Existing FHE implementations (such as [Lattigo](https://github.com/tuneinsight/lattigo) or [OpenFHE](https://github.com/openfheorg/openfhe-development)) use the [residue-number-system](https://en.wikipedia.org/wiki/Residue_number_system) (RNS) to represent large integers. Although the parallelism and carry-less arithmetic provided by the RNS representation provides a very efficient modular arithmetic over large-integers, it suffers from various drawbacks when used in the context of FHE. The main idea behind the bivariate representation is to decouple the cyclotomic arithmetic from the large number arithmetic. Instead of using the RNS representation for large integer, integers are decomposed in base $2^{-K}$ over the Torus $\mathbb{T}_{N}[X]$. 
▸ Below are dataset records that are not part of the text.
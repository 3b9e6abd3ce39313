use chrono::Local;
use std::fs::OpenOptions;
use std::io::{self, Write};
use std::path::{Path, PathBuf};
use thiserror::Error;

#[derive(Debug, Clone)]
enum LogLevel {
    Info(Color),
    Warn,
    Error,
}

impl LogLevel {
    fn label(&self) -> &'static str {
        match self {
            LogLevel::Info(_) => "INFO",
            LogLevel::Warn => "WARN",
            LogLevel::Error => "ERROR",
        }
    }

    fn ansi_code(&self) -> &'static str {
        match self {
            LogLevel::Info(color) => color.to_ansi_code(),
            LogLevel::Warn => "\x1b[93m",
            LogLevel::Error => "\x1b[91m",
        }
    }
}

#[derive(Debug, Clone, Copy)]
pub enum Color {
    Red,
    Green,
    Blue,
    Yellow,
    Cyan,
    Magenta,
    White,
}

impl Color {
    fn to_ansi_code(self) -> &'static str {
        match self {
            Color::Red => "\x1b[31m",
            Color::Green => "\x1b[32m",
            Color::Blue => "\x1b[34m",
            Color::Yellow => "\x1b[33m",
            Color::Cyan => "\x1b[36m",
            Color::Magenta => "\x1b[35m",
            Color::White => "\x1b[37m",
        }
    }
}

/// Appends timestamped lines to `routes_<tag>.log` inside a log directory.
#[derive(Debug, Clone)]
pub struct Logger {
    log_file: PathBuf,
}

impl Logger {
    /// Creates a new `Logger` instance.
    ///
    /// # Parameters
    /// - `log_dir`: Directory for the log file. Created if it does not exist.
    /// - `tag`: Session tag included in the file name, typically the store
    ///   address. Characters that are awkward in file names are replaced.
    ///
    /// The log file is truncated, so every session starts with an empty log.
    pub fn new(log_dir: &Path, tag: &str) -> Result<Self, LoggerError> {
        if log_dir.exists() && !log_dir.is_dir() {
            return Err(LoggerError::InvalidPath(format!(
                "{} is not a directory",
                log_dir.display()
            )));
        }
        std::fs::create_dir_all(log_dir)?;

        let sanitized_tag = tag.replace([':', '/', '\\', ' '], "_");
        let log_file = log_dir.join(format!("routes_{}.log", sanitized_tag));

        OpenOptions::new()
            .create(true)
            .write(true)
            .truncate(true)
            .open(&log_file)?;

        Ok(Logger { log_file })
    }

    pub fn path(&self) -> &Path {
        &self.log_file
    }

    fn log(&self, level: LogLevel, message: &str, to_console: bool) -> Result<(), LoggerError> {
        let timestamp = Local::now().format("%Y-%m-%d %H:%M:%S").to_string();
        let log_message = format!("[{}] [{}]: {}\n", level.label(), timestamp, message);

        if to_console {
            print!("{}{}\x1b[0m", level.ansi_code(), log_message);
            io::stdout().flush()?;
        }

        let mut file = OpenOptions::new()
            .create(true)
            .append(true)
            .open(&self.log_file)?;
        file.write_all(log_message.as_bytes())?;
        file.flush()?;

        Ok(())
    }

    /// Logs an informational message.
    ///
    /// # Parameters
    /// - `message`: The informational message to log.
    /// - `color`: The color to use for the console output.
    /// - `to_console`: Whether to log the message to the console as well.
    pub fn info(&self, message: &str, color: Color, to_console: bool) -> Result<(), LoggerError> {
        self.log(LogLevel::Info(color), message, to_console)
    }

    /// Logs a warning message.
    pub fn warn(&self, message: &str, to_console: bool) -> Result<(), LoggerError> {
        self.log(LogLevel::Warn, message, to_console)
    }

    /// Logs an error message.
    pub fn error(&self, message: &str, to_console: bool) -> Result<(), LoggerError> {
        self.log(LogLevel::Error, message, to_console)
    }
}

#[derive(Debug, Error)]
pub enum LoggerError {
    #[error("I/O Error: {0}")]
    IoError(#[from] std::io::Error),
    #[error("Invalid Path: {0}")]
    InvalidPath(String),
}

#[cfg(test)]
mod tests {
    use super::*;
    use std::fs;

    fn scratch_dir(name: &str) -> PathBuf {
        let dir = std::env::temp_dir().join(format!("routes_logger_{}_{}", name, std::process::id()));
        let _ = fs::remove_dir_all(&dir);
        dir
    }

    #[test]
    fn test_logger_creation_and_logging() {
        let log_dir = scratch_dir("levels");
        let logger = Logger::new(&log_dir, "127.0.0.1:6379").expect("Failed to create logger");

        logger
            .info("distance FV777", Color::Green, false)
            .expect("Failed to log message");
        logger.warn("slow store", false).expect("Failed to log");
        logger.error("flight X not found", false).expect("Failed to log");

        let log_file_path = log_dir.join("routes_127.0.0.1_6379.log");
        assert_eq!(logger.path(), log_file_path.as_path());

        let log_contents = fs::read_to_string(&log_file_path).expect("Failed to read log file");
        let lines: Vec<&str> = log_contents.lines().collect();

        assert_eq!(lines.len(), 3);
        assert!(lines[0].starts_with("[INFO]") && lines[0].ends_with("distance FV777"));
        assert!(lines[1].starts_with("[WARN]"));
        assert!(lines[2].starts_with("[ERROR]"));

        fs::remove_dir_all(&log_dir).expect("Failed to remove test directory");
    }

    #[test]
    fn test_missing_directory_is_created() {
        let log_dir = scratch_dir("nested").join("a").join("b");

        let logger = Logger::new(&log_dir, "session");

        assert!(logger.is_ok());
        assert!(log_dir.is_dir());
    }

    #[test]
    fn test_new_session_truncates_previous_log() {
        let log_dir = scratch_dir("truncate");
        let first = Logger::new(&log_dir, "s").unwrap();
        first.info("old line", Color::White, false).unwrap();

        let second = Logger::new(&log_dir, "s").unwrap();

        assert_eq!(fs::read_to_string(second.path()).unwrap(), "");
    }

    #[test]
    fn test_file_as_directory_is_invalid() {
        let log_dir = scratch_dir("file");
        fs::create_dir_all(&log_dir).unwrap();
        let file_path = log_dir.join("not_a_dir");
        fs::write(&file_path, "x").unwrap();

        let result = Logger::new(&file_path, "s");

        assert!(matches!(result, Err(LoggerError::InvalidPath(_))));
    }
}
This provides the following benefits:

- **Intuitive, efficient and reusable parameterization & instances:** Only the bit-size of the modulus is required from the user (i.e. Torus precision). As such, parameterization is natural and generic, and instances can be reused for any circuit consuming the same homomorphic capacity, without loss of efficiency. With the RNS representation, individual NTT friendly primes needs to be specified for each level, making the parameterization not user friendly and circuit-specific.

- **Optimal and granular rescaling:** Ciphertext rescaling is carried out with bit-shifting, enabling a bit-level granular rescaling and optimal noise/homomorphic capacity management. In the RNS representation, ciphertext division can only be done by one of the primes composing the modulus, leading to difficult scaling management and frequent inefficient noise/homomorphic capacity management.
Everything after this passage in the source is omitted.